Effect of 25-HydroxyVitamin D Deficiency and Its Interaction with Prednisone Treatment on Musculoskeletal Health in Growing Mdx Mice.

Duchenne muscular dystrophy (DMD) results from genetic mutations of the gene encoding dystrophin, leading to muscle inflammation and degeneration that is typically treated with glucocorticoids. DMD and its treatment with glucocorticoids result in poor bone health and high risk of fractures. Insufficient levels of 25-hydroxyvitamin D (25-hydroxy D) that may contribute to weakened bone are routinely found in DMD patients.

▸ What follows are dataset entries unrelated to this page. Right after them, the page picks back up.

use thiserror::Error;

use crate::model::{DatasetError, SettingsError};

/// Failures raised while selecting or building a question.
#[derive(Debug, Error, Clone, PartialEq, Eq)]
#[non_exhaustive]
pub enum QuizError {
    #[error("reference dataset has no country with a known capital")]
    EmptyDataset,

    #[error("active set is empty")]
    EmptyActiveSet,

    #[error("need {needed} distractor capitals for {country}, found {available}")]
    InsufficientDistractors {
        country: String,
        needed: usize,
        available: usize,
    },
}

/// Umbrella error for consumers that load data, settings and run the engine.
#[derive(Debug, Error)]
pub enum Error {
    #[error(transparent)]
    Quiz(#[from] QuizError),
    #[error(transparent)]
    Settings(#[from] SettingsError),
    #[error(transparent)]
    Dataset(#[from] DatasetError),
}
use async_trait::async_trait;
use chrono::Utc;
use sqlx::Row;

use crate::repository::{StateRepository, StorageError};

use super::SqliteRepository;

#[async_trait]
impl StateRepository for SqliteRepository {
    async fn load(&self, key: &str) -> Result<Option<String>, StorageError> {
        let row = sqlx::query("SELECT value FROM kv_store WHERE key = ?1")
            .bind(key)
            .fetch_optional(&self.pool)
            .await
            .map_err(|err| StorageError::Connection(err.to_string()))?;

        let Some(row) = row else {
            return Ok(None);
        };

        let value: String = row
            .try_get("value")
            .map_err(|err| StorageError::Serialization(err.to_string()))?;
        Ok(Some(value))
    }

    async fn save(&self, key: &str, blob: &str) -> Result<(), StorageError> {
        sqlx::query(
            r"
            INSERT INTO kv_store (key, value, updated_at)
            VALUES (?1, ?2, ?3)
            ON CONFLICT(key) DO UPDATE SET
                value = excluded.value,
                updated_at = excluded.updated_at
            ",
        )
        .bind(key)
        .bind(blob)
        .bind(Utc::now())
        .execute(&self.pool)
        .await
        .map_err(|err| StorageError::Connection(err.to_string()))?;

        Ok(())
    }
}
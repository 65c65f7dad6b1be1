use serde::{Deserialize, Serialize};

use crate::model::{CountryRecord, ProgressEntry};

/// Everything that survives a restart: mastery points and the active rotation.
#[derive(Debug, Clone, PartialEq, Eq, Default, Serialize, Deserialize)]
#[serde(rename_all = "camelCase")]
pub struct Snapshot {
    pub progress: Vec<ProgressEntry>,
    pub active_countries: Vec<CountryRecord>,
}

To determine the effect of 25-hydroxy D deficiency, this study examined the effects of low vitamin D dietary intake with and without glucocorticoids on the musculoskeletal system of the Mdx mouse model of DMD. At 10 weeks of age, Mdx mice on control diet had low trabecular bone mineral density of distal femurs and lumbar vertebrae with increased osteoclast numbers compared to wild-type mice. Low vitamin D intake resulted in 25-hydroxy D deficiency but had no effect on trabecular or cortical bone. Cortical bone loss and bone weakness were induced by glucocorticoids while they improved muscle grip strength in Mdx mice. 25-hydroxy D deficiency did not result in any significant effects on growing bone or muscle in the Mdx mice. In combination with glucocorticoid treatment, low 25-hydroxy D resulted in no change in cortical bone mineral density but bone ductility was significantly increased suggesting lower bone mineralization.